Sherali Joʿraev, Birinchin mukhabbatim
Awnings of bright fabric provide some shade for the thoroughfare that wends past stall after stall of local produce, cheap clothes from China, handmade hats, fat carrots and potatoes, huge open sacks of rice and other seeds, all the staples and sundries of a Central Asian life. People grin and scowl, sit sullen, laugh boisterously, stare, avert their eyes, and with a word that sounds like 'boosh' urge the crowd to part so their heaving loads can pass.
There is a blinding flash of sunlight as bodies sway first apart then again together, walking in halting streams, glimpses of floral fabric and black-haired children, women in scarves and printed frocks that reach to their shoes, and serious men with faces neither Asian nor European, but something in between.

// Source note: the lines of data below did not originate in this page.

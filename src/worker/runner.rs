//! # Run a single unit against a collaborator.
//!
//! Executes one work, load or unload unit with panic isolation and turns the
//! outcome into exactly one result event.
//!
//! ## Event flow
//!
//! ```text
//! Work:
//!   run() → Ok(out)          → K(Completed)  completed(out)
//!   run() → Err(Canceled)    → K(Cancelled)  Payload::Cancelled
//!   run() → Err(e) / panic   → K(Failed)     Payload::Failed
//!
//! Load:
//!   load() → Ok(())          → K(Loaded)     Payload::Loaded
//!   load() → Err(e) / panic  → K(LoadFailed) Payload::LoadFailed
//!
//! Unload:
//!   unload() (panic logged)  → K(Unloaded)   Payload::Worker
//! ```
//!
//! ## Rules
//! - A panic inside the collaborator never unwinds into the worker loop.
//! - `Canceled` is a graceful exit, not a failure.
//! - Events are built here but dispatched by the caller, after the worker
//!   left the `Running` state.

use std::panic::AssertUnwindSafe;
use std::time::Duration;

use futures::FutureExt;
use tokio_util::sync::CancellationToken;
use tracing::{debug, error, info, warn};

use super::collaborator::{Collaborator, WorkerKind};
use crate::error::{LoadError, WorkError, panic_message};
use crate::events::{
    Cancellation, CorrelationId, Event, LoadFailure, ModelConfig, ModelInfo, Payload, Signal,
    WorkFailure,
};

type Engine<K> = Box<dyn Collaborator<K>>;

/// Runs one request; panics become [`WorkError::Panicked`].
pub(crate) async fn run_once<K: WorkerKind>(
    engine: &mut Engine<K>,
    request: K::Request,
    ctx: CancellationToken,
) -> Result<K::Output, WorkError> {
    match AssertUnwindSafe(engine.run(request, ctx)).catch_unwind().await {
        Ok(res) => res,
        Err(panic) => Err(WorkError::Panicked {
            info: panic_message(panic.as_ref()),
        }),
    }
}

/// Loads a model; panics become [`LoadError::Panicked`].
pub(crate) async fn load_once<K: WorkerKind>(
    engine: &mut Engine<K>,
    config: &ModelConfig,
) -> Result<(), LoadError> {
    match AssertUnwindSafe(engine.load(config)).catch_unwind().await {
        Ok(res) => res,
        Err(panic) => Err(LoadError::Panicked {
            info: panic_message(panic.as_ref()),
        }),
    }
}

/// Unloads the current model; a panic is logged and swallowed.
pub(crate) async fn unload_once<K: WorkerKind>(engine: &mut Engine<K>) {
    if let Err(panic) = AssertUnwindSafe(engine.unload()).catch_unwind().await {
        error!(
            worker = K::NAME,
            "collaborator panicked during unload: {}",
            panic_message(panic.as_ref())
        );
    }
}

/// Builds the result event of a work unit.
pub(crate) fn work_outcome<K: WorkerKind>(
    id: CorrelationId,
    res: Result<K::Output, WorkError>,
    elapsed: Duration,
) -> Event {
    let elapsed_ms = elapsed.as_millis() as u64;
    match res {
        Ok(out) => {
            info!(worker = K::NAME, %id, elapsed_ms, "unit completed");
            Event::new(K::code(Signal::Completed), K::completed(out))
        }
        Err(WorkError::Canceled) => {
            debug!(worker = K::NAME, %id, elapsed_ms, "unit cancelled");
            Event::new(
                K::code(Signal::Cancelled),
                Payload::Cancelled(Cancellation {
                    id,
                    worker: K::NAME,
                }),
            )
        }
        Err(e) => {
            error!(worker = K::NAME, %id, label = e.as_label(), "unit failed: {}", e.as_message());
            Event::new(
                K::code(Signal::Failed),
                Payload::Failed(WorkFailure {
                    id,
                    worker: K::NAME,
                    label: e.as_label(),
                    reason: e.to_string().into(),
                }),
            )
        }
    }
}

/// Builds the result event of a load unit.
pub(crate) fn load_outcome<K: WorkerKind>(
    config: &ModelConfig,
    res: Result<(), LoadError>,
) -> Event {
    match res {
        Ok(()) => Event::new(
            K::code(Signal::Loaded),
            Payload::Loaded(ModelInfo {
                worker: K::NAME,
                model: config.model.clone(),
            }),
        ),
        Err(e) => {
            warn!(
                worker = K::NAME,
                model = %config.model,
                label = e.as_label(),
                "model load failed: {}",
                e.as_message()
            );
            Event::new(
                K::code(Signal::LoadFailed),
                Payload::LoadFailed(LoadFailure {
                    worker: K::NAME,
                    model: config.model.clone(),
                    label: e.as_label(),
                    reason: e.to_string().into(),
                }),
            )
        }
    }
}

/// Builds the `Unloaded` event.
pub(crate) fn unloaded<K: WorkerKind>() -> Event {
    Event::new(K::code(Signal::Unloaded), Payload::Worker(K::NAME))
}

We stop at a stall selling cassette tapes, watched over by a boy with a strange haircut, long in front but very short in the back. He seems baffled by my request for “traditional music,” which I phrase as best I can, considering my inadequate Russian. “Disco? Hip-hop?” he probes, not quite getting the gist. He pops a few cassettes in his portable machine and I hear brief passages, rejecting most of them outright. Finally, he puts in a cassette by Sherali Joʿraev, and I purchase several by this artist, and we part, both satisfied with the transaction.
Sherali Joʿraev, Olis yullar
I ask a particularly picturesque elderly gentleman if I may take his picture. He agrees, and when I show him the image on my digital camera, he insists that I print one for him on the spot. I explain to him delicately that it is not possible, and I am only permitted to leave once he has fetched a young boy with a pencil and paper to write down his postal address for me to send it once I arrive back home. Shoving the note into my hand, he reminds me, “Do not forget!” And I did not forget, but unfortunately the scrawl is completely illegible.
We are stopped by a man in policeman’s uniform, with an extavagantly broad Pershing-style policeman’s hat. “Come with me,” he says to us. We are lead to separate rooms. After a close inspection of my passport, he takes the small shoulder bag I always carry and begins to take items out of it, one by one.
“What is this?” he inquires, holding up an asthma inhaler.
“It is something against asthma,” I reply, in my limited Russian.
Tsk, tsk. His hard face softens as he expresses sympathy. He goes on to the next item.
“Where are these from?” He holds up a few Czech banknotes. “They are from Czechia,” I reply.
“Where is that?” “Near Germany.” He nods, understanding.
“How much is this worth?” indicating a 200-crown note. “About 10 dollars,” I say, without excessive precision.
He suddenly appears to lose interest, and concludes the interview. My companion is already waiting for me outside, and we continue on our inspection of the Osh bazaar.